▶ _Task description_: Using the records below, report how many lines include "GenericInterceptorChain", and give no more than the number.

====== Information ======

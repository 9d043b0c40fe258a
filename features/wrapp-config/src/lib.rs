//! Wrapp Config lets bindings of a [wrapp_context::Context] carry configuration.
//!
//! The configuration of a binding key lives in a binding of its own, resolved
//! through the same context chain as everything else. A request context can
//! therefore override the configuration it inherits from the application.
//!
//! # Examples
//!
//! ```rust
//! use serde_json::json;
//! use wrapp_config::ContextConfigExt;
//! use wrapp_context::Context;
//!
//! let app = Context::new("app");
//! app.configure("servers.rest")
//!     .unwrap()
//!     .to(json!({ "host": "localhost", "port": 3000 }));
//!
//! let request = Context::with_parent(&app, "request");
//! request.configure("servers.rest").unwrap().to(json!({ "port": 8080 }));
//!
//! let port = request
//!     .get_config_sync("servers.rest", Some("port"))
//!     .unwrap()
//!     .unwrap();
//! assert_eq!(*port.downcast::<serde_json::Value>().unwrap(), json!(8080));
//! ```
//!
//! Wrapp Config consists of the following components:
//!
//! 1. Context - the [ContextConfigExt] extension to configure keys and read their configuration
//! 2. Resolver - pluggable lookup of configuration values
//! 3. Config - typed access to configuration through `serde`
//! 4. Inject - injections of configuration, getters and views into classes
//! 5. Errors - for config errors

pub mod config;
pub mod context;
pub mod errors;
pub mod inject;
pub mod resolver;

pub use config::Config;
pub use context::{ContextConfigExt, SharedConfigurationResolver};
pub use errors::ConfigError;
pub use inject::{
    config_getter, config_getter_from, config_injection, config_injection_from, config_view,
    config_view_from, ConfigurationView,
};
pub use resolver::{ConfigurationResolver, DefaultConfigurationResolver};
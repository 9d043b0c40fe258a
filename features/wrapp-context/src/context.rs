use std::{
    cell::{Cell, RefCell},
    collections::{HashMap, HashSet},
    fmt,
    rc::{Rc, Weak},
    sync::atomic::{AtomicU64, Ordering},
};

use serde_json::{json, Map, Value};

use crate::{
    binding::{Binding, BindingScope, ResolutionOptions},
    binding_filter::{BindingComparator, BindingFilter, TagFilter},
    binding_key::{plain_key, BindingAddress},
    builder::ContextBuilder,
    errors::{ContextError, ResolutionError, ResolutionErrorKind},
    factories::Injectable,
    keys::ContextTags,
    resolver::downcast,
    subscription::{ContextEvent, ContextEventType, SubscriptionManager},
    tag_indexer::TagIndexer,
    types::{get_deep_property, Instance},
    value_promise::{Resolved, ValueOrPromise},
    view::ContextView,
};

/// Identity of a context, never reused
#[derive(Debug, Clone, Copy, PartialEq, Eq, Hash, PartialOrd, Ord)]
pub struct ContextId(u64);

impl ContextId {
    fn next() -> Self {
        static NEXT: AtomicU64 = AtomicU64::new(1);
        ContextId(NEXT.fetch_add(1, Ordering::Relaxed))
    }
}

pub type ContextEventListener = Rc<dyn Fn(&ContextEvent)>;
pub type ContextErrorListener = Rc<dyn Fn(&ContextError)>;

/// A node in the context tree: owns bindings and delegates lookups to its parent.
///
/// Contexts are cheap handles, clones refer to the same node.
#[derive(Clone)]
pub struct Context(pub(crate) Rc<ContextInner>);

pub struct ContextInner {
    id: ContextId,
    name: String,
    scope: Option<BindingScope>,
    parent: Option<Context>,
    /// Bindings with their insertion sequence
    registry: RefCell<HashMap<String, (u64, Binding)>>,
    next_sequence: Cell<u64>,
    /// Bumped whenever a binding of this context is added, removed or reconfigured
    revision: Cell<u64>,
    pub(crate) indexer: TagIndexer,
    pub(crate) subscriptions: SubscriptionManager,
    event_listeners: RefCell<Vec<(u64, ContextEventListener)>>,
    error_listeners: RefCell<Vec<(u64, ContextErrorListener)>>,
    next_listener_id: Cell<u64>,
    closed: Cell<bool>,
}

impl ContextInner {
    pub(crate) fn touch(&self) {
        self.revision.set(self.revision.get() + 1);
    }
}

======
====== Information ======

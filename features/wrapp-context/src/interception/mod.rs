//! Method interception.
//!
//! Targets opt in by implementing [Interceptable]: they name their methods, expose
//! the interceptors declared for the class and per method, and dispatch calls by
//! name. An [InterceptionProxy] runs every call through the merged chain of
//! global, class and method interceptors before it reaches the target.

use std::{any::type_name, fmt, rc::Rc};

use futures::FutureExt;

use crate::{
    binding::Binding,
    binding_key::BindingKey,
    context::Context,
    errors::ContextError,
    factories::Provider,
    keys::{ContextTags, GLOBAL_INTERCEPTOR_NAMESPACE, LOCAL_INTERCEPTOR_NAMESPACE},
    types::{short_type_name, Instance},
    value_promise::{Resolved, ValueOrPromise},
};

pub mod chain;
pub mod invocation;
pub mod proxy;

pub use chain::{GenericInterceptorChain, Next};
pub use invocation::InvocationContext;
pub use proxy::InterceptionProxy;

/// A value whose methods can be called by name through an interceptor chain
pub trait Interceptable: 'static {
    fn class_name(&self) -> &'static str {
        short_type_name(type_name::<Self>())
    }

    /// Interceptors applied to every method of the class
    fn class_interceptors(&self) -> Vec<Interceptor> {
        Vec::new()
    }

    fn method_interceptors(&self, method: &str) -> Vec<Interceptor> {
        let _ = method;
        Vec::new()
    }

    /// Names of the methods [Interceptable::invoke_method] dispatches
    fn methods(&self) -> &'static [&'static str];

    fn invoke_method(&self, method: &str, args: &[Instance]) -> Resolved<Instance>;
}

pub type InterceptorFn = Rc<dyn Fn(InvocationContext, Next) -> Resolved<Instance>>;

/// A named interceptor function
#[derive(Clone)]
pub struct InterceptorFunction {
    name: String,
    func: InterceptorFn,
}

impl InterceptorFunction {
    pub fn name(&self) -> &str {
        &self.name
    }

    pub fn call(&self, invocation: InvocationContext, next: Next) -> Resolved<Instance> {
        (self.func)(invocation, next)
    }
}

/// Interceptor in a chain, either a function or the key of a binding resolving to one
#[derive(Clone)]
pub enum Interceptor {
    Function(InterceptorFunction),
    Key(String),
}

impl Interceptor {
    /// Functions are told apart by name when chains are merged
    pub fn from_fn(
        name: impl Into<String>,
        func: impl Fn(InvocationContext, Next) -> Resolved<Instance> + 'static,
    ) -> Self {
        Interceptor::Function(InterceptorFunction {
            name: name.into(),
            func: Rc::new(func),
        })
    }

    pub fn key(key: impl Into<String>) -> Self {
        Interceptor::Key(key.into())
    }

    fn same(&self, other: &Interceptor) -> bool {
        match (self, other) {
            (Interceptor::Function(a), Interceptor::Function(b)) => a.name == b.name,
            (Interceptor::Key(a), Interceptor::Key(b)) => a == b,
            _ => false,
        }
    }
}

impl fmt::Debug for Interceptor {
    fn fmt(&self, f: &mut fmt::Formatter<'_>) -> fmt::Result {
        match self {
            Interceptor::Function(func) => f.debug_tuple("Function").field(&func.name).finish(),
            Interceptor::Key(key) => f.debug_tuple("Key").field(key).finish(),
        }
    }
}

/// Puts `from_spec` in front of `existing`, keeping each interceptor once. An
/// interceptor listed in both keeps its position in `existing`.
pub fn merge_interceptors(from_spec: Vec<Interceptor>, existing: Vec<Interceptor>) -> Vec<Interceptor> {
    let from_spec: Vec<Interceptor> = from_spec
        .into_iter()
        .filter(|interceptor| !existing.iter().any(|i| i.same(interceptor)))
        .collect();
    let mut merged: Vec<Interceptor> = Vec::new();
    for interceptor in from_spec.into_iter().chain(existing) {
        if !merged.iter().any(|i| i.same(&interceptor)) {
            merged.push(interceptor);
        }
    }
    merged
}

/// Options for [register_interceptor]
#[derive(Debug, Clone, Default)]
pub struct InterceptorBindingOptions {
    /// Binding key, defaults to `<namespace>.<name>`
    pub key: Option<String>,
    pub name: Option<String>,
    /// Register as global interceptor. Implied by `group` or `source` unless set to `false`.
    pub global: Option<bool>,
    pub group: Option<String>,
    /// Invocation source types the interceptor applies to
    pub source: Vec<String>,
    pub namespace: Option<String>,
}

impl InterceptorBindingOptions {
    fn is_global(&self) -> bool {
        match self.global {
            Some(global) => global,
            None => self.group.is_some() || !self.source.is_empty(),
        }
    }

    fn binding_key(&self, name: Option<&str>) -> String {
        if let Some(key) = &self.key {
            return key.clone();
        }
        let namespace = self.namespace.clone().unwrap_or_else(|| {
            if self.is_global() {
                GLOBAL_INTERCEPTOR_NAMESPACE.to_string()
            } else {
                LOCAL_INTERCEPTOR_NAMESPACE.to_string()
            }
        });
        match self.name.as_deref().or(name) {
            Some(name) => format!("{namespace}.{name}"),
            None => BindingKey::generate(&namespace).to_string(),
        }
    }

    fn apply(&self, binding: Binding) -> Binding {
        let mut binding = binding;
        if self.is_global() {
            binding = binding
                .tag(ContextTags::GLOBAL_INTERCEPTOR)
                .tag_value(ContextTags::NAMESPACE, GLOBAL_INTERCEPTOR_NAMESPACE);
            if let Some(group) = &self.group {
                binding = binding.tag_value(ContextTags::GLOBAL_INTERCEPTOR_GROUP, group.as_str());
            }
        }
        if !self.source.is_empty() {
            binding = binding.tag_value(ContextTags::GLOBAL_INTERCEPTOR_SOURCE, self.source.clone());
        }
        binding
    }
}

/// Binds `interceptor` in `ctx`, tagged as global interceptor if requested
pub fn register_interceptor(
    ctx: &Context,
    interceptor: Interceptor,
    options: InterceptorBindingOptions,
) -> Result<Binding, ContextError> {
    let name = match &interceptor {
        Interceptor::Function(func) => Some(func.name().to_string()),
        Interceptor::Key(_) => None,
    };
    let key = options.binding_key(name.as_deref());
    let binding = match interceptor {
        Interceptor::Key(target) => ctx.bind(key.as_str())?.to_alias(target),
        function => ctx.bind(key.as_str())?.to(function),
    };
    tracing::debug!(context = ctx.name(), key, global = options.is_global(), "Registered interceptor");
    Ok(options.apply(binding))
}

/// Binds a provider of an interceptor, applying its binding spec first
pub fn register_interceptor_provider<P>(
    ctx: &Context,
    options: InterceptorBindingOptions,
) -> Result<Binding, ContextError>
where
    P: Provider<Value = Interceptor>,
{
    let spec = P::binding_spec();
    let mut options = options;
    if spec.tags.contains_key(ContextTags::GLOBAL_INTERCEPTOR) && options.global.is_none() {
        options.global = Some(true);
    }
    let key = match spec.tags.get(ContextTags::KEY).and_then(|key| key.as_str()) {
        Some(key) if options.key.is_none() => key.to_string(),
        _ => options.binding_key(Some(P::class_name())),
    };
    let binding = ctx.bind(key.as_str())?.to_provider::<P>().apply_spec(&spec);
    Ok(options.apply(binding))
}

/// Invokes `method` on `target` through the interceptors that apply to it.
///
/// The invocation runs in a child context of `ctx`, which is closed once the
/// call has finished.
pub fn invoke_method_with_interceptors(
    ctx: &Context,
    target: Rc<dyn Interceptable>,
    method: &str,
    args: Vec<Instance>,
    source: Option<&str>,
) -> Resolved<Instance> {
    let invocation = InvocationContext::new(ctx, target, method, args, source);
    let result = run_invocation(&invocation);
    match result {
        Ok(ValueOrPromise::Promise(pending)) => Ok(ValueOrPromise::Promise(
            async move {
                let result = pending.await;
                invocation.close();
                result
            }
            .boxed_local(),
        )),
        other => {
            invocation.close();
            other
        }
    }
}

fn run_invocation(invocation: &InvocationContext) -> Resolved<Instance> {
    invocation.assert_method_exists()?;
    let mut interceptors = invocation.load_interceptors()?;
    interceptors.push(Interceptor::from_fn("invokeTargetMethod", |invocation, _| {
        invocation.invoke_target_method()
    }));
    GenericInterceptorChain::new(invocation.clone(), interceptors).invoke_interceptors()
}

======

▶ _Answer space_: 2